Crony capitalism is the pretend version of capitalism when you gain sales or market access or funding because you can get favors from government instead of having a product that the market wants and finds appealing.
Success through favors instead of superior products.
Today’s illustration is from a failed video game company, 38 Studios, founded by a former Red Sox pitcher. Anthony Fisher has the story – 38 Studios: Curt Schilling’s Crony Capitalism Debacle.
The pitcher put in millions of his money but needed another $50M.
The venture capitalists are the usual source for that funding. They said no. One investor is quoted as saying
“it would have taken a lot of babysitting to do a deal with Schilling because he was inexperienced and the management was inexperienced.”
Borrowing $50M with no experience in the market you are moving into. Not a good formula for success.
The pitcher sought funding from the state of Massachusetts, who said no.
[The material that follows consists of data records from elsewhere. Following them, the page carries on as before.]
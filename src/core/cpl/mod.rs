// CPL runtime binding: raw ABI in `sys`, typed capability table in `symbols`.
// All FFI address handling is confined to this module; callers go through `CplSymbols`.
pub mod symbols;
pub mod sys;

use std::ffi::{CStr, CString};
use std::os::raw::c_char;

pub use symbols::{CplSymbols, DynamicModule, SymbolSource};

/// Copies a borrowed C string, returning `None` for null.
///
/// # Safety
/// `ptr` must be null or point to a NUL-terminated string valid for the call.
pub(crate) unsafe fn borrowed_string(ptr: *const c_char) -> Option<String> {
    if ptr.is_null() {
        return None;
    }
    // SAFETY: non-null and NUL-terminated per the caller contract.
    Some(unsafe { CStr::from_ptr(ptr) }.to_string_lossy().into_owned())
}

/// Builds a C string, cutting the input at the first interior NUL.
pub(crate) fn to_cstring(value: &str) -> CString {
    let bytes = value.as_bytes();
    let end = bytes.iter().position(|b| *b == 0).unwrap_or(bytes.len());
    CString::new(&bytes[..end]).unwrap_or_default()
}
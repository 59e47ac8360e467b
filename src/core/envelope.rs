// Execution result envelope and its length-prefixed wire codec.
use serde::Serialize;

use crate::core::error::{Error, ErrorKind};

/// Width of one fixed-size field on the wire.
pub const WORD_LEN: usize = size_of::<i64>();
/// Total length, exit code, user time, sys time, heap flag, error count.
pub const HEADER_WORDS: usize = 6;
pub const HEADER_LEN: usize = WORD_LEN * HEADER_WORDS;
pub const MAX_ENVELOPE_LEN: usize = 256 * 1024 * 1024;

/// One structured error reported by the recipe through the runtime's error state.
#[derive(Clone, Debug, Default, Eq, PartialEq, Serialize)]
pub struct ErrorRecord {
    pub code: i64,
    pub line: i64,
    pub message: String,
    pub file: String,
    pub function: String,
}

#[derive(Clone, Debug, Default, Eq, PartialEq, Serialize)]
pub struct ProducedFrame {
    pub tag: String,
    pub filename: String,
}

#[derive(Clone, Debug, Default, Eq, PartialEq, Serialize)]
pub struct Envelope {
    pub exit_code: i64,
    pub user_time_us: i64,
    pub sys_time_us: i64,
    /// `None` when the runtime could not tell whether all allocations were released.
    pub heap_balanced: Option<bool>,
    pub errors: Vec<ErrorRecord>,
    pub frames: Vec<ProducedFrame>,
}

impl Envelope {
    /// Fails with `Decode` when a string field holds an interior NUL, which the
    /// NUL-terminated wire strings cannot carry.
    pub fn encode(&self) -> Result<Vec<u8>, Error> {
        let mut buf = Vec::with_capacity(HEADER_LEN + 64);
        write_word(&mut buf, 0);
        write_word(&mut buf, self.exit_code);
        write_word(&mut buf, self.user_time_us);
        write_word(&mut buf, self.sys_time_us);
        write_word(&mut buf, heap_flag_to_word(self.heap_balanced));
        write_word(&mut buf, self.errors.len() as i64);
        for error in &self.errors {
            write_word(&mut buf, error.code);
            write_word(&mut buf, error.line);
            write_str(&mut buf, &error.message)?;
            write_str(&mut buf, &error.file)?;
            write_str(&mut buf, &error.function)?;
        }
        for frame in &self.frames {
            write_str(&mut buf, &frame.tag)?;
            write_str(&mut buf, &frame.filename)?;
        }
        let total = buf.len() as i64;
        buf[..WORD_LEN].copy_from_slice(&total.to_ne_bytes());
        Ok(buf)
    }

    pub fn decode(buf: &[u8]) -> Result<Self, Error> {
        let mut cursor = Cursor::new(buf);
        let total = cursor.word()?;
        if usize::try_from(total).ok() != Some(buf.len()) {
            return Err(Error::new(ErrorKind::Decode).with_message(format!(
                "declared length {total} does not match {} bytes",
                buf.len()
            )));
        }
        let exit_code = cursor.word()?;
        let user_time_us = cursor.word()?;
        let sys_time_us = cursor.word()?;
        let heap_balanced = heap_flag_from_word(cursor.word()?)?;
        let n_errors = cursor.word()?;
        if n_errors < 0 {
            return Err(Error::new(ErrorKind::Decode).with_message("negative error count"));
        }

        let mut errors = Vec::new();
        for _ in 0..n_errors {
            errors.push(ErrorRecord {
                code: cursor.word()?,
                line: cursor.word()?,
                message: cursor.string()?,
                file: cursor.string()?,
                function: cursor.string()?,
            });
        }

        let mut frames = Vec::new();
        while !cursor.is_empty() {
            let tag = cursor.string()?;
            if cursor.is_empty() {
                return Err(Error::new(ErrorKind::Decode)
                    .with_message("produced frame tag without filename"));
            }
            let filename = cursor.string()?;
            frames.push(ProducedFrame { tag, filename });
        }

        Ok(Self {
            exit_code,
            user_time_us,
            sys_time_us,
            heap_balanced,
            errors,
            frames,
        })
    }
}

/// Reads the declared total length from the first word of an envelope.
pub fn declared_len(header: &[u8; WORD_LEN]) -> i64 {
    i64::from_ne_bytes(*header)
}

fn heap_flag_to_word(flag: Option<bool>) -> i64 {
    match flag {
        None => -1,
        Some(false) => 0,
        Some(true) => 1,
    }
}

fn heap_flag_from_word(word: i64) -> Result<Option<bool>, Error> {
    match word {
        -1 => Ok(None),
        0 => Ok(Some(false)),
        1 => Ok(Some(true)),
        _ => Err(Error::new(ErrorKind::Decode).with_message("invalid heap flag")),
    }
}

fn write_word(buf: &mut Vec<u8>, value: i64) {
    buf.extend_from_slice(&value.to_ne_bytes());
}

fn write_str(buf: &mut Vec<u8>, value: &str) -> Result<(), Error> {
    if value.as_bytes().contains(&0) {
        return Err(Error::new(ErrorKind::Decode)
            .with_message(format!("string field {value:?} contains a NUL byte")));
    }
    buf.extend_from_slice(value.as_bytes());
    buf.push(0);
    Ok(())
}

struct Cursor<'a> {
    buf: &'a [u8],
    offset: usize,
}

impl<'a> Cursor<'a> {
    fn new(buf: &'a [u8]) -> Self {
        Self { buf, offset: 0 }
    }

    fn is_empty(&self) -> bool {
        self.offset >= self.buf.len()
    }

    fn word(&mut self) -> Result<i64, Error> {
        let end = self.offset + WORD_LEN;
        let bytes = self
            .buf
            .get(self.offset..end)
            .ok_or_else(|| Error::new(ErrorKind::Decode).with_message("truncated word"))?;
        let mut word = [0u8; WORD_LEN];
        word.copy_from_slice(bytes);
        self.offset = end;
        Ok(i64::from_ne_bytes(word))
    }

    fn string(&mut self) -> Result<String, Error> {
        let rest = self.buf.get(self.offset..).unwrap_or_default();
        let len = rest
            .iter()
            .position(|b| *b == 0)
            .ok_or_else(|| Error::new(ErrorKind::Decode).with_message("unterminated string"))?;
        let value = String::from_utf8_lossy(&rest[..len]).into_owned();
        self.offset += len + 1;
        Ok(value)
    }
}
//! Purpose: Hold top-level CLI command dispatch for `cplrun`.
//! Exports: `dispatch_command`.
//! Role: Keep `main.rs` focused on parse/bootstrap and delegate command execution.
//! Invariants: Every command writes exactly one JSON document (or table) to stdout.
//! Invariants: Helpers in `main.rs` remain the source of command business logic.

use super::*;

pub(super) fn dispatch_command(
    command: Command,
    context: &HostContext,
    _color_mode: ColorMode,
) -> Result<RunOutcome, Error> {
    match command {
        Command::Completion { shell } => {
            let mut cmd = Cli::command();
            clap_complete::aot::generate(shell, &mut cmd, "cplrun", &mut io::stdout());
            Ok(RunOutcome::ok())
        }
        Command::Versions => {
            emit_json(versions_json());
            Ok(RunOutcome::ok())
        }
        Command::List { json } => {
            let found = context.search.recipes(&context.registry);
            if !json && io::stdout().is_terminal() {
                let rows: Vec<Vec<String>> = found
                    .iter()
                    .map(|recipe| {
                        vec![
                            recipe.name.clone(),
                            recipe.version_string.clone(),
                            recipe.synopsis.clone(),
                            recipe.module.display().to_string(),
                        ]
                    })
                    .collect();
                emit_table(&["NAME", "VERSION", "SYNOPSIS", "MODULE"], &rows);
            } else {
                emit_json(json!({ "recipes": found }));
            }
            Ok(RunOutcome::ok())
        }
        Command::Info {
            recipe,
            module,
            version,
        } => {
            let handle = context.resolve_module(&recipe, module.as_deref(), version.as_deref())?;
            let bound = handle.find_plugin(&recipe)?;
            emit_json(recipe_info_json(&bound));
            Ok(RunOutcome::ok())
        }
        Command::Exec(args) => {
            let timeout = args.timeout.as_deref().map(parse_duration).transpose()?;
            let handle = context.resolve_module(
                &args.recipe,
                args.module.as_deref(),
                args.version.as_deref(),
            )?;
            let mut bound = handle.find_plugin(&args.recipe)?;
            let request = build_request(&args, &context.rc, &bound)?;
            let threshold = msg_threshold(&args, &context.rc)?;
            let result = execute(&mut bound, &request, timeout);
            let log = recipe_log(&args.recipe, &request, threshold);
            let envelope = result?;
            emit_json(exec_result_json(&args.recipe, &request, &envelope, &log));
            Ok(recipe_outcome(&envelope))
        }
    }
}
unsafe extern "C" fn cpl_plugin_get_name(plugin: *const CplPlugin) -> *const c_char {
    unsafe { (*plugin).name }
}
unsafe extern "C" fn cpl_plugin_get_synopsis(plugin: *const CplPlugin) -> *const c_char {
    unsafe { (*plugin).synopsis }
}
unsafe extern "C" fn cpl_plugin_get_description(plugin: *const CplPlugin) -> *const c_char {
    unsafe { (*plugin).description }
}
unsafe extern "C" fn cpl_plugin_get_author(plugin: *const CplPlugin) -> *const c_char {
    unsafe { (*plugin).author }
}
unsafe extern "C" fn cpl_plugin_get_email(plugin: *const CplPlugin) -> *const c_char {
    unsafe { (*plugin).email }
}
unsafe extern "C" fn cpl_plugin_get_copyright(plugin: *const CplPlugin) -> *const c_char {
    unsafe { (*plugin).copyright }
}
unsafe extern "C" fn cpl_plugin_get_version(plugin: *const CplPlugin) -> c_ulong {
    unsafe { (*plugin).version }
}
unsafe extern "C" fn cpl_plugin_get_version_string(plugin: *const CplPlugin) -> *mut c_char {
    let version = unsafe { (*plugin).version };
    let text = CString::new(format!(
        "{}.{}.{}",
        version / 10000,
        version / 100 % 100,
        version % 100
    ))
    .expect("cstring");
    strdup(&text)
}
unsafe extern "C" fn cpl_plugin_get_init(plugin: *const CplPlugin) -> CplPluginFunc {
    unsafe { (*plugin).initialize }
}
unsafe extern "C" fn cpl_plugin_get_exec(plugin: *const CplPlugin) -> CplPluginFunc {
    unsafe { (*plugin).execute }
}
unsafe extern "C" fn cpl_plugin_get_deinit(plugin: *const CplPlugin) -> CplPluginFunc {
    unsafe { (*plugin).deinitialize }
}

fn new_recipe(
    name: &'static CStr,
    synopsis: &'static CStr,
    version: c_ulong,
    initialize: CplPluginFunc,
    execute: CplPluginFunc,
) -> *mut CplRecipe {
    Box::into_raw(Box::new(CplRecipe {
        interface: CplPlugin {
            api: 1,
            version,
            type_: 1 << 1,
            name: name.as_ptr(),
            synopsis: synopsis.as_ptr(),
            description: c"Recipe used by the cplrun test suite.".as_ptr(),
            author: c"Test Author".as_ptr(),
            email: c"test@example.org".as_ptr(),
            copyright: c"GPL".as_ptr(),
            initialize,
            execute,
            deinitialize: Some(recipe_destroy),
        },
        parameters: ptr::null_mut(),
        frames: ptr::null_mut(),
    }))
}

unsafe extern "C" fn cpl_plugin_get_info(list: *mut c_void) -> c_int {
    let list = unsafe { &mut *list.cast::<FakePluginList>() };
    list.plugins.push(new_recipe(
        c"rtest",
        c"Recipe to test CPL frameworks",
        10203,
        Some(rtest_create),
        Some(rtest_exec),
    ));
    list.plugins.push(new_recipe(
        c"rtest_other",
        c"Recipe without parameters",
        10000,
        Some(empty_create),
        Some(empty_exec),
    ));
    list.plugins.push(new_recipe(
        c"rtest",
        c"Shadowed duplicate",
        99999,
        Some(empty_create),
        Some(empty_exec),
    ));
    0
}

fn rtest_parameters() -> FakeParamList {
    let string = |value: Option<&CStr>| FakeValue::Str(value.map(CStr::to_owned));
    let params = vec![
        FakeParam::new("stropt", ParamType::String, string(None)),
        FakeParam::new("boolopt", ParamType::Bool, FakeValue::Bool(true)),
        FakeParam::new("floatopt", ParamType::Double, FakeValue::Double(0.1)),
        FakeParam::new("intopt", ParamType::Int, FakeValue::Int(2)),
        FakeParam::new("enumopt", ParamType::String, string(Some(c"first")))
            .with_choices(&[c"first", c"second"]),
        FakeParam::new("rangeopt", ParamType::Double, FakeValue::Double(0.1)).with_range(-0.5, 0.5),
        FakeParam::new("crashing", ParamType::String, string(Some(c"no")))
            .with_choices(&[c"no", c"segfault"]),
        FakeParam::new("memleak", ParamType::Bool, FakeValue::Bool(false)),
        FakeParam::new("disabled", ParamType::Double, FakeValue::Double(-0.1)).disabled(),
    ];
    FakeParamList {
        params: params.into_iter().map(|par| Box::into_raw(Box::new(par))).collect(),
        cursor: 0,
    }
}

unsafe extern "C" fn rtest_create(plugin: *mut CplPlugin) -> c_int {
    let recipe = plugin.cast::<CplRecipe>();
    unsafe { (*recipe).parameters = Box::into_raw(Box::new(rtest_parameters())).cast() };
    0
}

unsafe extern "C" fn empty_create(plugin: *mut CplPlugin) -> c_int {
    let recipe = plugin.cast::<CplRecipe>();
    unsafe { (*recipe).parameters = Box::into_raw(Box::new(FakeParamList::default())).cast() };
    0
}

unsafe extern "C" fn recipe_destroy(plugin: *mut CplPlugin) -> c_int {
    let recipe = plugin.cast::<CplRecipe>();
    unsafe {
        cpl_parameterlist_delete((*recipe).parameters);
        (*recipe).parameters = ptr::null_mut();
    }
    0
}

unsafe extern "C" fn empty_exec(_plugin: *mut CplPlugin) -> c_int {
    0
}

/// Writes `rtest.fits` describing its inputs and registers it as a `PROD` product.
unsafe extern "C" fn rtest_exec(plugin: *mut CplPlugin) -> c_int {
    let recipe = plugin.cast::<CplRecipe>();
    let params = unsafe { &*(*recipe).parameters.cast::<FakeParamList>() };
    let value = |short: &str| params.find(short).map(FakeParam::string).unwrap_or_default();

    if value("crashing") == "segfault" {
        unsafe { libc::raise(libc::SIGSEGV) };
    }
    if value("memleak") == "true" {
        RUNTIME.with(|rt| rt.borrow_mut().leaked = true);
    }

    let mut lines: Vec<String> = params
        .params
        .iter()
        .map(|par| {
            let par = unsafe { &**par };
            format!("{}={}", par.alias.to_string_lossy(), par.string())
        })
        .collect();
    lines.push(format!(
        "TESTENV={}",
        std::env::var("TESTENV").unwrap_or_default()
    ));
    let frames = unsafe { &mut *(*recipe).frames.cast::<FakeFrameset>() };
    for frame in &frames.frames {
        let frame = unsafe { &**frame };
        lines.push(format!(
            "frame {} {}",
            frame.tag.to_string_lossy(),
            frame.filename.to_string_lossy()
        ));
    }
    if std::fs::write("rtest.fits", lines.join("\n") + "\n").is_err() {
        push_error(8, 7, "cannot write product", "rtest.c", "rtest_exec");
        return 8;
    }

    write_log(&[
        "12:00:00 [ INFO  ] rtest_exec: [tid=000] wrote rtest.fits",
        "12:00:01 [WARNING] rtest_exec: no calibration supplied",
        "    using built-in defaults",
    ]);

    if value("stropt") == "fail" {
        write_log(&["12:00:02 [ ERROR ] rtest_exec: [tid=000] illegal input"]);
        push_error(CPL_ERROR_ILLEGAL_INPUT, 42, "illegal input", "rtest.c", "rtest_exec");
        return CPL_ERROR_ILLEGAL_INPUT;
    }

    frames.frames.push(Box::into_raw(Box::new(FakeFrame {
        tag: c"PROD".to_owned(),
        filename: c"rtest.fits".to_owned(),
        group: FRAME_GROUP_PRODUCT,
    })));
    0
}

// ---- frame configuration hook ----

static CONFIG_MARKER: u8 = 0;

unsafe extern "C" fn muse_processing_get_recipeconfig(recipe: *mut CplRecipe) -> *mut c_void {
    let name = unsafe { CStr::from_ptr((*recipe).interface.name) };
    if name != c"rtest" {
        return ptr::null_mut();
    }
    ptr::addr_of!(CONFIG_MARKER).cast_mut().cast()
}
unsafe extern "C" fn cpl_recipeconfig_get_tags(_config: *const c_void) -> *mut *mut c_char {
    if RUNTIME.with(|rt| rt.borrow().malformed_config) {
        return ptr::null_mut();
    }
    string_list(&[c"RRRECIPE_DOCATG_RAW"])
}
unsafe extern "C" fn cpl_recipeconfig_get_inputs(
    _config: *const c_void,
    _tag: *const c_char,
) -> *mut *mut c_char {
    string_list(&[c"MASTER_BIAS", c"BADPIX_TABLE"])
}
unsafe extern "C" fn cpl_recipeconfig_get_outputs(
    _config: *const c_void,
    _tag: *const c_char,
) -> *mut *mut c_char {
    string_list(&[c"PROD"])
}
unsafe extern "C" fn cpl_recipeconfig_get_min_count(
    _config: *const c_void,
    _tag: *const c_char,
    input: *const c_char,
) -> c_longlong {
    match unsafe { text(input) } {
        "RRRECIPE_DOCATG_RAW" | "MASTER_BIAS" => 1,
        _ => -1,
    }
}
unsafe extern "C" fn cpl_recipeconfig_get_max_count(
    _config: *const c_void,
    _tag: *const c_char,
    input: *const c_char,
) -> c_longlong {
    match unsafe { text(input) } {
        "MASTER_BIAS" => 1,
        _ => -1,
    }
}
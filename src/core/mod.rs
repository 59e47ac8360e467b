// Core modules: CPL binding, recipe model, isolated execution, and error modeling.
pub mod cpl;
pub mod crash;
pub mod envelope;
pub mod error;
pub mod frames;
pub mod harness;
pub mod library;
pub mod log;
pub mod params;
pub mod recipe;
pub mod version;
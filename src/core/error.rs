use std::error::Error as StdError;
use std::fmt;
use std::path::PathBuf;

#[derive(Clone, Copy, Debug, Eq, PartialEq)]
pub enum ErrorKind {
    Internal,
    Usage,
    Io,
    ModuleNotFound,
    NotACompatibleModule,
    IncompleteAbi,
    VersionBelowFloor,
    RecipeNotFound,
    MalformedConfig,
    Initialization,
    RecipeCrashed,
    SpawnFailed,
    Decode,
}

/// Coarse grouping used by hosts to decide how to react to a failure.
#[derive(Clone, Copy, Debug, Eq, PartialEq)]
pub enum ErrorClass {
    /// The module cannot be used at all; never retried.
    Load,
    /// The module loaded but the requested recipe or its declared schema is unusable.
    Schema,
    /// Inputs left the runtime in a dirty state before any worker was spawned.
    Initialization,
    /// No structured diagnosis is available from the worker.
    Crash,
    Host,
}

impl ErrorKind {
    pub fn class(self) -> ErrorClass {
        match self {
            ErrorKind::ModuleNotFound
            | ErrorKind::NotACompatibleModule
            | ErrorKind::IncompleteAbi
            | ErrorKind::VersionBelowFloor => ErrorClass::Load,
            ErrorKind::RecipeNotFound | ErrorKind::MalformedConfig => ErrorClass::Schema,
            ErrorKind::Initialization => ErrorClass::Initialization,
            ErrorKind::RecipeCrashed | ErrorKind::SpawnFailed | ErrorKind::Decode => {
                ErrorClass::Crash
            }
            ErrorKind::Internal | ErrorKind::Usage | ErrorKind::Io => ErrorClass::Host,
        }
    }
}

#[derive(Debug)]
pub struct Error {
    kind: ErrorKind,
    message: Option<String>,
    hint: Option<String>,
    path: Option<PathBuf>,
    signal: Option<i32>,
    backtrace: Option<String>,
    source: Option<Box<dyn StdError + Send + Sync>>,
}

impl Error {
    pub fn new(kind: ErrorKind) -> Self {
        Self {
            kind,
            message: None,
            hint: None,
            path: None,
            signal: None,
            backtrace: None,
            source: None,
        }
    }

    pub fn kind(&self) -> ErrorKind {
        self.kind
    }

    pub fn class(&self) -> ErrorClass {
        self.kind.class()
    }

    pub fn message(&self) -> Option<&str> {
        self.message.as_deref()
    }

    pub fn hint(&self) -> Option<&str> {
        self.hint.as_deref()
    }

    pub fn path(&self) -> Option<&std::path::Path> {
        self.path.as_deref()
    }

    /// Signal that terminated the worker, when the crash was signal-driven.
    pub fn signal(&self) -> Option<i32> {
        self.signal
    }

    /// Contents of the forensic backtrace file left by the crash handler.
    pub fn backtrace(&self) -> Option<&str> {
        self.backtrace.as_deref()
    }

    pub fn with_message(mut self, message: impl Into<String>) -> Self {
        self.message = Some(message.into());
        self
    }

    pub fn with_hint(mut self, hint: impl Into<String>) -> Self {
        self.hint = Some(hint.into());
        self
    }

    pub fn with_path(mut self, path: impl Into<PathBuf>) -> Self {
        self.path = Some(path.into());
        self
    }

    pub fn with_signal(mut self, signal: i32) -> Self {
        self.signal = Some(signal);
        self
    }

    pub fn with_backtrace(mut self, backtrace: impl Into<String>) -> Self {
        self.backtrace = Some(backtrace.into());
        self
    }

    pub fn with_source(mut self, source: impl StdError + Send + Sync + 'static) -> Self {
        self.source = Some(Box::new(source));
        self
    }
}

impl fmt::Display for Error {
    fn fmt(&self, f: &mut fmt::Formatter<'_>) -> fmt::Result {
        write!(f, "{:?}", self.kind)?;
        if let Some(message) = &self.message {
            write!(f, ": {message}")?;
        }
        if let Some(path) = &self.path {
            write!(f, " (path: {})", path.display())?;
        }
        if let Some(signal) = self.signal {
            write!(f, " (signal: {signal})")?;
        }
        Ok(())
    }
}

impl StdError for Error {
    fn source(&self) -> Option<&(dyn StdError + 'static)> {
        self.source
            .as_ref()
            .map(|source| source.as_ref() as &(dyn StdError + 'static))
    }
}

pub fn to_exit_code(kind: ErrorKind) -> i32 {
    match kind {
        ErrorKind::Internal => 1,
        ErrorKind::Usage => 2,
        ErrorKind::Io => 3,
        ErrorKind::ModuleNotFound => 4,
        ErrorKind::NotACompatibleModule => 5,
        ErrorKind::IncompleteAbi => 6,
        ErrorKind::VersionBelowFloor => 7,
        ErrorKind::RecipeNotFound => 8,
        ErrorKind::MalformedConfig => 9,
        ErrorKind::Initialization => 10,
        ErrorKind::RecipeCrashed => 11,
        ErrorKind::SpawnFailed => 12,
        ErrorKind::Decode => 13,
    }
}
Then the governor of Rhode Island stepped it. He wanted to fund the company, so he pushed through approval from the state development outfit and pushed $75M funding though the state legislature in 2010. The funding was in the form of a loan guarantee, which means the private company can borrow money with the state guaranteeing that the lender gets paid back if the company goes under.
Notice the perceptive comment from one legislator:
Each loan guarantee must be approved by the Rhode Island legislature, and when the votes were cast in 2010, only one lawmaker voted against it. Rep. Bob Watson (R-Greenwich) noted “a lot of red flags” in a “very risky” deal that was “too fast, too loose, and frankly, a scandal waiting to happen.” Watson added “more often than not, politicians are very poor when it comes to making business decisions.”
By May 2012, their burn rate was $5M a month with more than a year before hitting the market, according to the article.
That’s obviously unsustainable. A new governor said no to more funding. The article says the company ran out of money in May 2012 and shortly thereafter laid off all their staff.
Now the state has to make good on the $75M loan. Only with interest compounding,
…the already economically depressed state of Rhode Island, thanks to the interest on the 38 Studios loan, is now on the hook for more than $100 million.
So, the state of Rhode Island put $100M of taxpayer money on the line for a brand new startup with minimal experience who wanted to get into the extremely competitive video game market of multi-player on-line games after the lending market (i.e. venture capitalists) decided it wouldn’t work. The state took a bath on their loan.
Crony capitalism at work.
Remember that money quote:
“more often than not, politicians are very poor when it comes to making business decisions.”